Following Cumhuriyets publishing of a small picture of the Muhammad caricature, a court in Turkey banned websites that published Charlie Hebdo. The newspaper received death threats and came under police protection.

A Spokesperson for the United States Department of State Marie Harf said the U.S. fully supported Charlie Hebdos right to publish the issue. Prime Minister of the United Kingdom David Cameron also supported it. Australian Prime Minister Tony Abbott said to an Australian radio station that while he didn't like everything the magazine published, "he rather like[d]" the cartoon on the cover, which he interpreted as a symbol of forgiveness.
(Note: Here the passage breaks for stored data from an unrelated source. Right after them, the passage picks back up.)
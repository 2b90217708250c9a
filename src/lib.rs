//! s3-notify: relocates newly created S3 objects and reports them to chat.

pub mod chat;
pub mod config;
pub mod error;
pub mod event;
pub mod handler;
pub mod pipeline;
pub mod storage;
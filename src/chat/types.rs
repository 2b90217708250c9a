//! Wire types for the chat backend's Web API.

use serde::{Deserialize, Serialize};

// ── Outbound messages ───────────────────────────────────────────────

/// A message posted with `chat.postMessage`.
#[derive(Debug, Clone, PartialEq, Serialize)]
pub struct ChatMessage {
    /// Channel name or ID.
    pub channel: String,
    pub text: String,
    pub as_user: bool,
    pub attachments: Vec<ChatAttachment>,
}

impl ChatMessage {
    pub fn new(channel: impl Into<String>, text: impl Into<String>) -> Self {
        Self {
            channel: channel.into(),
            text: text.into(),
            as_user: true,
            attachments: Vec::new(),
        }
    }

    pub fn with_attachment(mut self, attachment: ChatAttachment) -> Self {
        self.attachments.push(attachment);
        self
    }
}

/// Legacy message attachment. Unset optional fields are left out of the JSON.
#[derive(Debug, Clone, PartialEq, Serialize)]
pub struct ChatAttachment {
    /// Plain-text summary for clients that cannot render attachments.
    pub fallback: String,
    pub text: String,
    /// `good`, `warning`, `danger` or a hex colour.
    pub color: String,
    #[serde(skip_serializing_if = "Option::is_none")]
    pub pretext: Option<String>,
    #[serde(skip_serializing_if = "Option::is_none")]
    pub footer: Option<String>,
    #[serde(skip_serializing_if = "Option::is_none")]
    pub author_name: Option<String>,
    #[serde(skip_serializing_if = "Option::is_none")]
    pub author_link: Option<String>,
}

impl ChatAttachment {
    pub fn new(fallback: impl Into<String>, text: impl Into<String>) -> Self {
        Self {
            fallback: fallback.into(),
            text: text.into(),
            color: "good".to_string(),
            pretext: None,
            footer: None,
            author_name: None,
            author_link: None,
        }
    }

    pub fn with_color(mut self, color: impl Into<String>) -> Self {
        self.color = color.into();
        self
    }

    pub fn with_footer(mut self, footer: impl Into<String>) -> Self {
        self.footer = Some(footer.into());
        self
    }
}

// ── Request bodies ──────────────────────────────────────────────────

/// File reference sent to `files.completeUploadExternal`.
#[derive(Debug, Clone, PartialEq, Serialize, Deserialize)]
pub struct FileRef {
    pub id: String,
    #[serde(default)]
    pub title: Option<String>,
}

#[derive(Debug, Serialize)]
pub(crate) struct CompleteUploadRequest<'a> {
    pub files: Vec<FileRef>,
    pub channel_id: &'a str,
    pub initial_comment: &'a str,
}

#[derive(Debug, Serialize)]
pub(crate) struct SharePublicRequest<'a> {
    pub channel: &'a str,
    pub file: &'a str,
    pub initial_comment: &'a str,
}

// ── Response payloads ───────────────────────────────────────────────
//
// The `ok`/`error` envelope is checked by the transport before these are
// decoded, so they only carry the success payload.

/// Common envelope every Web API method answers with.
#[derive(Debug, Clone, Deserialize)]
pub struct ApiEnvelope {
    #[serde(default)]
    pub ok: bool,
    #[serde(default)]
    pub error: Option<String>,
}

#[derive(Debug, Clone, Default, Deserialize)]
pub struct PostMessageResponse {
    #[serde(default)]
    pub channel: Option<String>,
    #[serde(default)]
    pub ts: Option<String>,
}

#[derive(Debug, Clone, Default, Deserialize)]
pub struct ConversationsListResponse {
    #[serde(default)]
    pub channels: Vec<ChannelInfo>,
    #[serde(default)]
    pub response_metadata: Option<ResponseMetadata>,
}

impl ConversationsListResponse {
    /// Cursor for the next page, if the backend reported one.
    pub fn next_cursor(&self) -> Option<&str> {
        self.response_metadata
            .as_ref()
            .map(|m| m.next_cursor.as_str())
            .filter(|c| !c.is_empty())
    }
}

#[derive(Debug, Clone, Default, Deserialize)]
pub struct ResponseMetadata {
    #[serde(default)]
    pub next_cursor: String,
}

#[derive(Debug, Clone, Deserialize)]
pub struct ChannelInfo {
    pub id: String,
    pub name: String,
}

#[derive(Debug, Clone, Deserialize)]
pub struct UploadUrlResponse {
    pub upload_url: String,
    pub file_id: String,
}

#[derive(Debug, Clone, Default, Deserialize)]
pub struct CompleteUploadResponse {
    #[serde(default)]
    pub files: Vec<FileRef>,
}

impl CompleteUploadResponse {
    /// Whether the finalized upload lists `file_id`.
    pub fn lists(&self, file_id: &str) -> bool {
        self.files.iter().any(|f| f.id == file_id)
    }
}

#[cfg(test)]
mod tests {
    use super::*;

    #[test]
    fn message_serializes_with_attachments() {
        let msg = ChatMessage::new("s3-notifications", "New File Detected")
            .with_attachment(ChatAttachment::new("File detected", "s3://b/k."));
        let json = serde_json::to_value(&msg).unwrap();
        assert_eq!(
            json,
            serde_json::json!({
                "channel": "s3-notifications",
                "text": "New File Detected",
                "as_user": true,
                "attachments": [
                    { "fallback": "File detected", "text": "s3://b/k.", "color": "good" }
                ]
            })
        );
    }

    #[test]
    fn optional_attachment_fields_serialize_when_set() {
        let att = ChatAttachment::new("f", "t")
            .with_color("danger")
            .with_footer("s3-notify");
        let json = serde_json::to_value(&att).unwrap();
        assert_eq!(json["color"], "danger");
        assert_eq!(json["footer"], "s3-notify");
        assert!(json.get("pretext").is_none());
    }

    #[test]
    fn next_cursor_ignores_empty_string() {
        let page: ConversationsListResponse = serde_json::from_value(serde_json::json!({
            "channels": [],
            "response_metadata": { "next_cursor": "" }
        }))
        .unwrap();
        assert_eq!(page.next_cursor(), None);

        let page: ConversationsListResponse = serde_json::from_value(serde_json::json!({
            "channels": [],
            "response_metadata": { "next_cursor": "dGVhbTpD" }
        }))
        .unwrap();
        assert_eq!(page.next_cursor(), Some("dGVhbTpD"));
    }

    #[test]
    fn completed_upload_lists_file_ids() {
        let resp: CompleteUploadResponse = serde_json::from_value(serde_json::json!({
            "ok": true,
            "files": [{ "id": "F0001", "title": "a.csv" }]
        }))
        .unwrap();
        assert!(resp.lists("F0001"));
        assert!(!resp.lists("F0002"));

        let empty: CompleteUploadResponse =
            serde_json::from_value(serde_json::json!({ "ok": true })).unwrap();
        assert!(!empty.lists("F0001"));
    }
}
//! Object-creation event pipeline.
//!
//! Every event flows through:
//! 1. `policy::evaluate()`: scope check and destination key (pure)
//! 2. Discovery notice to the chat channel
//! 3. Optional copy, delete and relay steps, each followed by its notice
//!
//! Steps run strictly in order. The first failure aborts the event and the
//! rest of the batch; completed steps are not rolled back.

pub mod notices;
pub mod policy;
pub mod processor;
pub mod types;

pub use policy::RelocationDecision;
pub use processor::EventPipeline;
pub use types::{EventOutcome, EventStage};
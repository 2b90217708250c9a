//! Test doubles shared by the integration tests: a mock chat backend served
//! by Axum on a random port, and an in-memory object store.

#![allow(dead_code)]

use std::collections::HashMap;
use std::io;
use std::sync::{Arc, Mutex};

use async_trait::async_trait;
use axum::body::Bytes;
use axum::extract::{Query, State};
use axum::http::{HeaderMap, Method, StatusCode, Uri};
use axum::response::{IntoResponse, Response};
use axum::{Json, Router};
use serde_json::{Value, json};
use tokio::net::TcpListener;
use tracing::subscriber::DefaultGuard;

use s3_notify::error::StorageError;
use s3_notify::storage::{ObjectMetadata, ObjectStorage, StorageResult};

// ── Mock chat backend ───────────────────────────────────────────────

/// How the mock backend answers.
#[derive(Debug, Clone)]
pub struct Behavior {
    pub post_message_error: Option<String>,
    pub reserve_error: Option<String>,
    /// Body returned by the upload URL. `None` answers `OK - <length>`.
    pub push_reply: Option<String>,
    pub complete_error: Option<String>,
    /// File id listed in the `files.completeUploadExternal` answer.
    pub completed_file_id: String,
    pub share_status: StatusCode,
    /// `conversations.list` pages of `(id, name)`.
    pub pages: Vec<Vec<(String, String)>>,
}

impl Default for Behavior {
    fn default() -> Self {
        Self {
            post_message_error: None,
            reserve_error: None,
            push_reply: None,
            complete_error: None,
            completed_file_id: "F0001".into(),
            share_status: StatusCode::OK,
            pages: vec![vec![
                ("C0001".into(), "general".into()),
                ("G0001".into(), "s3-notifications".into()),
            ]],
        }
    }
}

/// One request as the backend saw it.
#[derive(Debug, Clone)]
pub struct Recorded {
    pub method: Method,
    pub path: String,
    pub authorization: Option<String>,
    pub query: HashMap<String, String>,
    pub body: Bytes,
}

impl Recorded {
    pub fn json(&self) -> Value {
        serde_json::from_slice(&self.body).expect("request body is JSON")
    }
}

struct MockState {
    base_url: String,
    behavior: Behavior,
    requests: Mutex<Vec<Recorded>>,
}

pub struct MockChatBackend {
    pub api_base: String,
    state: Arc<MockState>,
}

impl MockChatBackend {
    /// Start the backend on `127.0.0.1:<random>`.
    pub async fn start(behavior: Behavior) -> Self {
        let listener = TcpListener::bind("127.0.0.1:0").await.unwrap();
        let port = listener.local_addr().unwrap().port();
        let base_url = format!("http://127.0.0.1:{port}");

        let state = Arc::new(MockState {
            base_url: base_url.clone(),
            behavior,
            requests: Mutex::new(Vec::new()),
        });
        let app = Router::new()
            .fallback(handle)
            .with_state(Arc::clone(&state));

        tokio::spawn(async move {
            axum::serve(listener, app).await.unwrap();
        });

        Self {
            api_base: format!("{base_url}/api"),
            state,
        }
    }

    pub fn requests(&self) -> Vec<Recorded> {
        self.state.requests.lock().unwrap().clone()
    }

    pub fn paths(&self) -> Vec<String> {
        self.requests().into_iter().map(|r| r.path).collect()
    }

    /// Requests to one Web API method, e.g. `chat.postMessage`.
    pub fn calls_to(&self, method: &str) -> Vec<Recorded> {
        let path = format!("/api/{method}");
        self.requests()
            .into_iter()
            .filter(|r| r.path == path)
            .collect()
    }
}

fn not_ok(error: &str) -> Response {
    Json(json!({ "ok": false, "error": error })).into_response()
}

async fn handle(
    State(state): State<Arc<MockState>>,
    method: Method,
    uri: Uri,
    headers: HeaderMap,
    Query(query): Query<HashMap<String, String>>,
    body: Bytes,
) -> Response {
    let authorization = headers
        .get("authorization")
        .and_then(|v| v.to_str().ok())
        .map(str::to_string);

    state.requests.lock().unwrap().push(Recorded {
        method: method.clone(),
        path: uri.path().to_string(),
        authorization,
        query: query.clone(),
        body: body.clone(),
    });

    let behavior = &state.behavior;

    match uri.path() {
        "/api/chat.postMessage" => match &behavior.post_message_error {
            Some(e) => not_ok(e),
            None => Json(json!({ "ok": true, "channel": "C0001", "ts": "1700000000.000100" }))
                .into_response(),
        },
        "/api/conversations.list" => {
            let page: usize = query
                .get("cursor")
                .and_then(|c| c.strip_prefix("page-"))
                .and_then(|n| n.parse().ok())
                .unwrap_or(0);
            let channels: Vec<Value> = behavior
                .pages
                .get(page)
                .cloned()
                .unwrap_or_default()
                .into_iter()
                .map(|(id, name)| json!({ "id": id, "name": name, "is_private": true }))
                .collect();
            let next_cursor = if page + 1 < behavior.pages.len() {
                format!("page-{}", page + 1)
            } else {
                String::new()
            };
            Json(json!({
                "ok": true,
                "channels": channels,
                "response_metadata": { "next_cursor": next_cursor }
            }))
            .into_response()
        }
        "/api/files.getUploadURLExternal" => match &behavior.reserve_error {
            Some(e) => not_ok(e),
            None => Json(json!({
                "ok": true,
                "upload_url": format!("{}/upload/F0001", state.base_url),
                "file_id": "F0001"
            }))
            .into_response(),
        },
        "/upload/F0001" => {
            let reply = behavior
                .push_reply
                .clone()
                .unwrap_or_else(|| format!("OK - {}", body.len()));
            (StatusCode::OK, reply).into_response()
        }
        "/api/files.completeUploadExternal" => match &behavior.complete_error {
            Some(e) => not_ok(e),
            None => {
                let file = json!({ "id": behavior.completed_file_id, "title": "uploaded" });
                Json(json!({ "ok": true, "files": [file] })).into_response()
            }
        },
        "/api/files.sharedPublicURL" => {
            (behavior.share_status, Json(json!({ "ok": true }))).into_response()
        }
        _ => (StatusCode::NOT_FOUND, "not found").into_response(),
    }
}

// ── In-memory storage ───────────────────────────────────────────────

/// Object store backed by a map of `(bucket, key)` to bytes.
#[derive(Default)]
pub struct InMemoryStorage {
    objects: Mutex<HashMap<(String, String), Vec<u8>>>,
}

impl InMemoryStorage {
    pub fn insert(&self, bucket: &str, key: &str, bytes: &[u8]) {
        self.objects
            .lock()
            .unwrap()
            .insert((bucket.to_string(), key.to_string()), bytes.to_vec());
    }

    pub fn contains(&self, bucket: &str, key: &str) -> bool {
        self.objects
            .lock()
            .unwrap()
            .contains_key(&(bucket.to_string(), key.to_string()))
    }

    fn read(&self, bucket: &str, key: &str) -> Option<Vec<u8>> {
        self.objects
            .lock()
            .unwrap()
            .get(&(bucket.to_string(), key.to_string()))
            .cloned()
    }
}

#[async_trait]
impl ObjectStorage for InMemoryStorage {
    async fn head_object(&self, bucket: &str, key: &str) -> StorageResult<ObjectMetadata> {
        let bytes = self
            .read(bucket, key)
            .ok_or_else(|| StorageError::Metadata {
                bucket: bucket.to_string(),
                key: key.to_string(),
                reason: "NoSuchKey".to_string(),
            })?;
        Ok(ObjectMetadata {
            content_length: Some(bytes.len() as i64),
            content_type: Some("application/octet-stream".to_string()),
        })
    }

    async fn copy_object(
        &self,
        from_bucket: &str,
        from_key: &str,
        to_bucket: &str,
        to_key: &str,
    ) -> StorageResult<()> {
        let bytes = self
            .read(from_bucket, from_key)
            .ok_or_else(|| StorageError::Copy {
                from_bucket: from_bucket.to_string(),
                from_key: from_key.to_string(),
                to_bucket: to_bucket.to_string(),
                to_key: to_key.to_string(),
                reason: "NoSuchKey".to_string(),
            })?;
        self.objects
            .lock()
            .unwrap()
            .insert((to_bucket.to_string(), to_key.to_string()), bytes);
        Ok(())
    }

    async fn delete_object(&self, bucket: &str, key: &str) -> StorageResult<()> {
        self.objects
            .lock()
            .unwrap()
            .remove(&(bucket.to_string(), key.to_string()));
        Ok(())
    }

    async fn get_object(&self, bucket: &str, key: &str) -> StorageResult<Vec<u8>> {
        self.read(bucket, key).ok_or_else(|| StorageError::Read {
            bucket: bucket.to_string(),
            key: key.to_string(),
            reason: "NoSuchKey".to_string(),
        })
    }
}

// ── Log capture ─────────────────────────────────────────────────────

/// Formatted log output collected while a [`LogCapture`] guard is alive.
#[derive(Clone, Default)]
pub struct LogBuffer(Arc<Mutex<Vec<u8>>>);

impl LogBuffer {
    pub fn contents(&self) -> String {
        String::from_utf8_lossy(&self.0.lock().unwrap()).into_owned()
    }

    /// Lines logged at `WARN`.
    pub fn warnings(&self) -> Vec<String> {
        self.contents()
            .lines()
            .filter(|line| line.contains("WARN"))
            .map(str::to_string)
            .collect()
    }
}

impl io::Write for LogBuffer {
    fn write(&mut self, buf: &[u8]) -> io::Result<usize> {
        self.0.lock().unwrap().extend_from_slice(buf);
        Ok(buf.len())
    }

    fn flush(&mut self) -> io::Result<()> {
        Ok(())
    }
}

/// Route this thread's `tracing` output into a buffer until dropped.
pub struct LogCapture {
    pub logs: LogBuffer,
    _guard: DefaultGuard,
}

impl LogCapture {
    pub fn start() -> Self {
        let logs = LogBuffer::default();
        let writer = logs.clone();
        let subscriber = tracing_subscriber::fmt()
            .with_writer(move || writer.clone())
            .with_ansi(false)
            .finish();

        Self {
            logs,
            _guard: tracing::subscriber::set_default(subscriber),
        }
    }
}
On 15 January, Belgian police launched a fatal raid on terror suspects who were alleged to be plotting attacks on vendors selling the issue.

A Wiltshire Police officer asked a newsagent in Corsham for details on customers who bought the issue. When this came to public attention, the Wiltshire Police declared that they were seeking to defend the customers, and that the details gathered had been permanently deleted.

In Iran, the government responded to the cartoons by organizing a second annual Holocaust cartoon competition.

==== Violence ====
A newsagent in the English city of Oxford, himself a Muslim, abandoned plans to sell the issue after receiving threats of arson against his premises.

The publication sparked riots in Zinder, Niger, which resulted in five deaths. The city also experienced attacks on Christian-owned shops and a French cultural center was attacked when a crowd of 50 people set fire to its adjacent cafeteria, library, and offices. Muslim crowds demonstrating against Muhammad's depiction attacked and set alight French businesses and churches with incendiary devices in Niamey; and five deaths were reported. Burned churches were also reported in eastern Maradi and Gouré. According to police reports, at least 10 people were killed, more than 170 were injured, and 45 churches were burned.

Other demonstrations occurred in Algiers, Khartoum, Mogadishu, Afghanistan, and Indian-administered Kashmir. Pakistan saw violent demonstrations in Karachi. Asif Hassan, a Muslim Arab photographer working for the French news agency AFP, was seriously injured when he was shot in the chest. In Algiers and Jordan, protesters clashed with police, but there were non-violent demonstrations against the cartoon in Khartoum, Sudan, Russian Muslims in north Caucasus region of Ingushetia, and several other African countries – Mali, Senegal, and Mauritania.